- Collected data entries:

━━━━━━━━

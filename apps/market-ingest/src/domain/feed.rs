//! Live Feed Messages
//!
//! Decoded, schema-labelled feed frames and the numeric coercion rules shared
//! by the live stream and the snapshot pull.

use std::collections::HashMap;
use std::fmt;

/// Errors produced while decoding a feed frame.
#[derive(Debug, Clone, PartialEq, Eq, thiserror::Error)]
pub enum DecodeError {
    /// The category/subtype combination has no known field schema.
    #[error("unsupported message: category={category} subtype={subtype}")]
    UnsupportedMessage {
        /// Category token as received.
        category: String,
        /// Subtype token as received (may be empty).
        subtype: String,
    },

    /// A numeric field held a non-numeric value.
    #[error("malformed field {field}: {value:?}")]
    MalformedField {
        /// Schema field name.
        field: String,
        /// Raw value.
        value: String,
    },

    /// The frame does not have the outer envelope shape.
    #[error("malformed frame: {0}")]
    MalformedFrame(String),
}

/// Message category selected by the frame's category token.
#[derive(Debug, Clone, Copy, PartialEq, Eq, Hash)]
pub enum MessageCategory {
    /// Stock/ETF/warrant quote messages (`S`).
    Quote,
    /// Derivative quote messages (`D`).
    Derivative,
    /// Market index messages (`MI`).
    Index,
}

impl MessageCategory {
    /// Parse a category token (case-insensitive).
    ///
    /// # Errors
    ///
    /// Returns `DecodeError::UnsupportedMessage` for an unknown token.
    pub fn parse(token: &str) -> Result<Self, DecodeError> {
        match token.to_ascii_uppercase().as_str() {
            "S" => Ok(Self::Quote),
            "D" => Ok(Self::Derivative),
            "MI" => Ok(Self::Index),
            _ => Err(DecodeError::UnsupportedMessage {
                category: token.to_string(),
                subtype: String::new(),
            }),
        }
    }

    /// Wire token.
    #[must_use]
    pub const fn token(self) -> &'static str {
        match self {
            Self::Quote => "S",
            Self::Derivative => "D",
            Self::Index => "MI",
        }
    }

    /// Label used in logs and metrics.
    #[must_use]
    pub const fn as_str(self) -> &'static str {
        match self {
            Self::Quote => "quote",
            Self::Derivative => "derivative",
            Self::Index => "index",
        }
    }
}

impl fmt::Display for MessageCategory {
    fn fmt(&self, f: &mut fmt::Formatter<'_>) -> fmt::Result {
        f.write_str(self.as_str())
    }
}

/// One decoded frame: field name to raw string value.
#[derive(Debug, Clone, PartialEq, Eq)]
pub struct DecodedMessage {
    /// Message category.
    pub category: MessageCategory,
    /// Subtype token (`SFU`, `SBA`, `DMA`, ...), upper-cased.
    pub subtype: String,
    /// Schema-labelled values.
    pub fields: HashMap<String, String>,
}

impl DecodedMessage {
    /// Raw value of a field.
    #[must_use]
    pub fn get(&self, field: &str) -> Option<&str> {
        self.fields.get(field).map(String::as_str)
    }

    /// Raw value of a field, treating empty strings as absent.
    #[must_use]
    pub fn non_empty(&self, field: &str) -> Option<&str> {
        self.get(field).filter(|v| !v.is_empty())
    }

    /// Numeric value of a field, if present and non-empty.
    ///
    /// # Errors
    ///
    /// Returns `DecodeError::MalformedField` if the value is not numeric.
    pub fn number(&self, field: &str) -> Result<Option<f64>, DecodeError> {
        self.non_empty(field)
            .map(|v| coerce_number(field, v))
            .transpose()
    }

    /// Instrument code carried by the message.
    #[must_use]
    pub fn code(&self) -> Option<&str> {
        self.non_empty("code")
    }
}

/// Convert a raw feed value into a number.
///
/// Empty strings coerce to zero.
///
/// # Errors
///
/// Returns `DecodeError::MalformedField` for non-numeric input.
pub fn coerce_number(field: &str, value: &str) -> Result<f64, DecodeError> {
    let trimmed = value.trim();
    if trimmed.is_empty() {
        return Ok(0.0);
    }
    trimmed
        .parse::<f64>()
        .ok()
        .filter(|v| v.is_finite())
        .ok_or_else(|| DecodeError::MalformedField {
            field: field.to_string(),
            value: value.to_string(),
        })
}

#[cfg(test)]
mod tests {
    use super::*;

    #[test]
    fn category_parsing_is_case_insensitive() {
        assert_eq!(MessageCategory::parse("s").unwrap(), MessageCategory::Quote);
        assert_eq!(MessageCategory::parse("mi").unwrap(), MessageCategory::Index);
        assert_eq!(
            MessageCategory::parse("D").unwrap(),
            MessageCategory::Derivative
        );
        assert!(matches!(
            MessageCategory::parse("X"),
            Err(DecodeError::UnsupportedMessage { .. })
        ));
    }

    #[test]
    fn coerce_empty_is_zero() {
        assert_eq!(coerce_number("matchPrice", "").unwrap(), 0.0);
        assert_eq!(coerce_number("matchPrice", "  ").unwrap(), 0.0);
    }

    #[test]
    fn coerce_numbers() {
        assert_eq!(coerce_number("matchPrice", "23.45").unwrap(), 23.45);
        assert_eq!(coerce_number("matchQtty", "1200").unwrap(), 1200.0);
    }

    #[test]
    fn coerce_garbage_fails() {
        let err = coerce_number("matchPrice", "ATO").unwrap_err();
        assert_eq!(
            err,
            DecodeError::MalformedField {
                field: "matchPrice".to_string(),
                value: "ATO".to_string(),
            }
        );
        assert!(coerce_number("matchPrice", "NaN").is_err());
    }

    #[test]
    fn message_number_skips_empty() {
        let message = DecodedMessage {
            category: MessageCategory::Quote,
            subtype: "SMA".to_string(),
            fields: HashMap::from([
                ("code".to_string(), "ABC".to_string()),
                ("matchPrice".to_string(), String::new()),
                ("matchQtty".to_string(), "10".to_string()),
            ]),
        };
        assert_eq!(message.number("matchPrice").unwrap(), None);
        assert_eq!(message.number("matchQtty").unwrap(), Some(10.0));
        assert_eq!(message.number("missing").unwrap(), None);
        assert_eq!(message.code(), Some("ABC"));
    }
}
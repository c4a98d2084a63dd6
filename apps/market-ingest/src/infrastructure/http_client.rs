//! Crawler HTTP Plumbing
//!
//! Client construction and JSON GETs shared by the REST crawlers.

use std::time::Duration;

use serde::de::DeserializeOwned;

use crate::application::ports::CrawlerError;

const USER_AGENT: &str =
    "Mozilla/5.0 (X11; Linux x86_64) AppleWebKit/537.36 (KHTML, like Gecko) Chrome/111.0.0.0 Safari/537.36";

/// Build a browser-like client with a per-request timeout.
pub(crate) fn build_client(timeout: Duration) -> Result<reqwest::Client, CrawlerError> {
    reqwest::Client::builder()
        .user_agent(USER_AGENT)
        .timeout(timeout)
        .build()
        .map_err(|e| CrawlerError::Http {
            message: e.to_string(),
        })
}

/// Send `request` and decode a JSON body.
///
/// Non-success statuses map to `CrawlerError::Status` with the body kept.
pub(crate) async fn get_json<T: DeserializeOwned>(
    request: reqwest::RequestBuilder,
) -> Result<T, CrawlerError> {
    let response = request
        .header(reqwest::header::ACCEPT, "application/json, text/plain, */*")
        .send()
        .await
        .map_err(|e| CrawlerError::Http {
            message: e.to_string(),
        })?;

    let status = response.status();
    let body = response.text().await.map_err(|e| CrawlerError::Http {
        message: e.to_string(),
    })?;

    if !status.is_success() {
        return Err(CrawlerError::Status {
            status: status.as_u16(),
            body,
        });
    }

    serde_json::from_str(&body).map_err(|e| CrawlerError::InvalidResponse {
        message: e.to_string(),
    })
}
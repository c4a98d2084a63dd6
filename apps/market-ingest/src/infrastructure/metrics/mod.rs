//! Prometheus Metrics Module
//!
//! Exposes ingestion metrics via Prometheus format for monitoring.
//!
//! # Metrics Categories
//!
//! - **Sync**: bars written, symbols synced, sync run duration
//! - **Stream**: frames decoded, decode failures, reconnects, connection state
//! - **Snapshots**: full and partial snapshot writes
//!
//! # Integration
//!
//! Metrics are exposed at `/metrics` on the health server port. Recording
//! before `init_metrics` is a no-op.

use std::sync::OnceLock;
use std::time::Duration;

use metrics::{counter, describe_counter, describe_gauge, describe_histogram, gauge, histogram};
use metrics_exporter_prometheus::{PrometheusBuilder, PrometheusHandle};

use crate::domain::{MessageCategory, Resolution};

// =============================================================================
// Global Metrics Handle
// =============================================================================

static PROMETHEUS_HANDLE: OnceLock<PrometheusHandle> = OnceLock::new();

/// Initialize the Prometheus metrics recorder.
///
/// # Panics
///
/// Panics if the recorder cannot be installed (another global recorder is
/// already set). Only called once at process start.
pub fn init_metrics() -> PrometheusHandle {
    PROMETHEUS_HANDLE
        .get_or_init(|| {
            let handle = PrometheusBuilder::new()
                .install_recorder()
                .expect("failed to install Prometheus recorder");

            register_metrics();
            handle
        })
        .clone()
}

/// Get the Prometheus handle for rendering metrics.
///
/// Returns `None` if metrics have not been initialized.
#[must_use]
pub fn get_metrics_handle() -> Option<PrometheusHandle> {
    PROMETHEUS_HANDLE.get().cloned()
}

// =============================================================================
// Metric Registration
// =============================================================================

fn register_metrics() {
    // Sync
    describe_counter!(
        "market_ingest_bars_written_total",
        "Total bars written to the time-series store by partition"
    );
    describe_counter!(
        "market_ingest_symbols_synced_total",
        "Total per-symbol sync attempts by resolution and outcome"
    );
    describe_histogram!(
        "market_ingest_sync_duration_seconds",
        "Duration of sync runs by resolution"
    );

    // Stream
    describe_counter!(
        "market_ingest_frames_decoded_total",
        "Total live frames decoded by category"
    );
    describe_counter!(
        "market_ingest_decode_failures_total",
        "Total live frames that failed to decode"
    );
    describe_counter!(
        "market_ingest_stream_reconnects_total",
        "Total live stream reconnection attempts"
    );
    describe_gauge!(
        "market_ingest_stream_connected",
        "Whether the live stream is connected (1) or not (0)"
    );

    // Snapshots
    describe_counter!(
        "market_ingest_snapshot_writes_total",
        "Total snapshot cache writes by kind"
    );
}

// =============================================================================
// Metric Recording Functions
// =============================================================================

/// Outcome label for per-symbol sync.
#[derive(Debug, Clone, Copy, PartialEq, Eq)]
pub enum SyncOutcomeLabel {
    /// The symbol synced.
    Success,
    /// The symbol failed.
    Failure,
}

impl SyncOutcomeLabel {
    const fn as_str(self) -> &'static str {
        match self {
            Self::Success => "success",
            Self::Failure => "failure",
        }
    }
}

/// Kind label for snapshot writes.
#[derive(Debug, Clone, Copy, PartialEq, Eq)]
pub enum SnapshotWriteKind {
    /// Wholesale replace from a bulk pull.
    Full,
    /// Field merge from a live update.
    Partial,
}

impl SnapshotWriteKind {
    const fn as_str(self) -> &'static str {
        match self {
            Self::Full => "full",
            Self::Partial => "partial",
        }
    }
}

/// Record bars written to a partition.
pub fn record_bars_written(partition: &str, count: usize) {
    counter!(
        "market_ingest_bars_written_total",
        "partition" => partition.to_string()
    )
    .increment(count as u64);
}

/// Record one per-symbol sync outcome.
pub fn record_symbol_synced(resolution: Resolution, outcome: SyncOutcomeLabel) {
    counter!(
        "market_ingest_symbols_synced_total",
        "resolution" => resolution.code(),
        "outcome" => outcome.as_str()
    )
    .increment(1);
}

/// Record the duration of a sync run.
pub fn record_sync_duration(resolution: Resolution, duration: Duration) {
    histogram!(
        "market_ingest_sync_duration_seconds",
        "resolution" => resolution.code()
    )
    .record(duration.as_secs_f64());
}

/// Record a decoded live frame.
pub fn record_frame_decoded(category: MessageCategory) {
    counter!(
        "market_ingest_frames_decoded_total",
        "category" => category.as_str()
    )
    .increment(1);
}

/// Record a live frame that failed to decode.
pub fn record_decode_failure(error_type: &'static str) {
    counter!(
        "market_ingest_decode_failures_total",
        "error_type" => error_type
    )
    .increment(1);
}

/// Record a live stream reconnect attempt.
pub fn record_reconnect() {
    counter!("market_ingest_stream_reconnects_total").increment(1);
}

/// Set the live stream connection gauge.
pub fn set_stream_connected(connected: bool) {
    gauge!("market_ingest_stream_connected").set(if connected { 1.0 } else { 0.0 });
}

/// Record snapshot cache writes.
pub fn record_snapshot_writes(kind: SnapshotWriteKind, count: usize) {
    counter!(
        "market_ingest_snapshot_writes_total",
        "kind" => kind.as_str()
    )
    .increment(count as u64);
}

━━━━━━━━

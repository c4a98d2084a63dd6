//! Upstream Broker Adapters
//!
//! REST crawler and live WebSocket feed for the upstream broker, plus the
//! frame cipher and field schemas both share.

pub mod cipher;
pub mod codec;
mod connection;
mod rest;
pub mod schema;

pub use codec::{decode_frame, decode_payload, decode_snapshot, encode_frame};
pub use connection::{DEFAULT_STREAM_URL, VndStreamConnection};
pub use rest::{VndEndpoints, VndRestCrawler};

━━━━━━━━

- Activity: Retrieve every line above holding the word "Result".

- Response:
    pub fn parse(token: &str) -> Result<Self, DecodeError> {
    fn fmt(&self, f: &mut fmt::Formatter<'_>) -> fmt::Result {
    pub fn number(&self, field: &str) -> Result<Option<f64>, DecodeError> {
pub fn coerce_number(field: &str, value: &str) -> Result<f64, DecodeError> {
pub(crate) fn build_client(timeout: Duration) -> Result<reqwest::Client, CrawlerError> {
) -> Result<T, CrawlerError> {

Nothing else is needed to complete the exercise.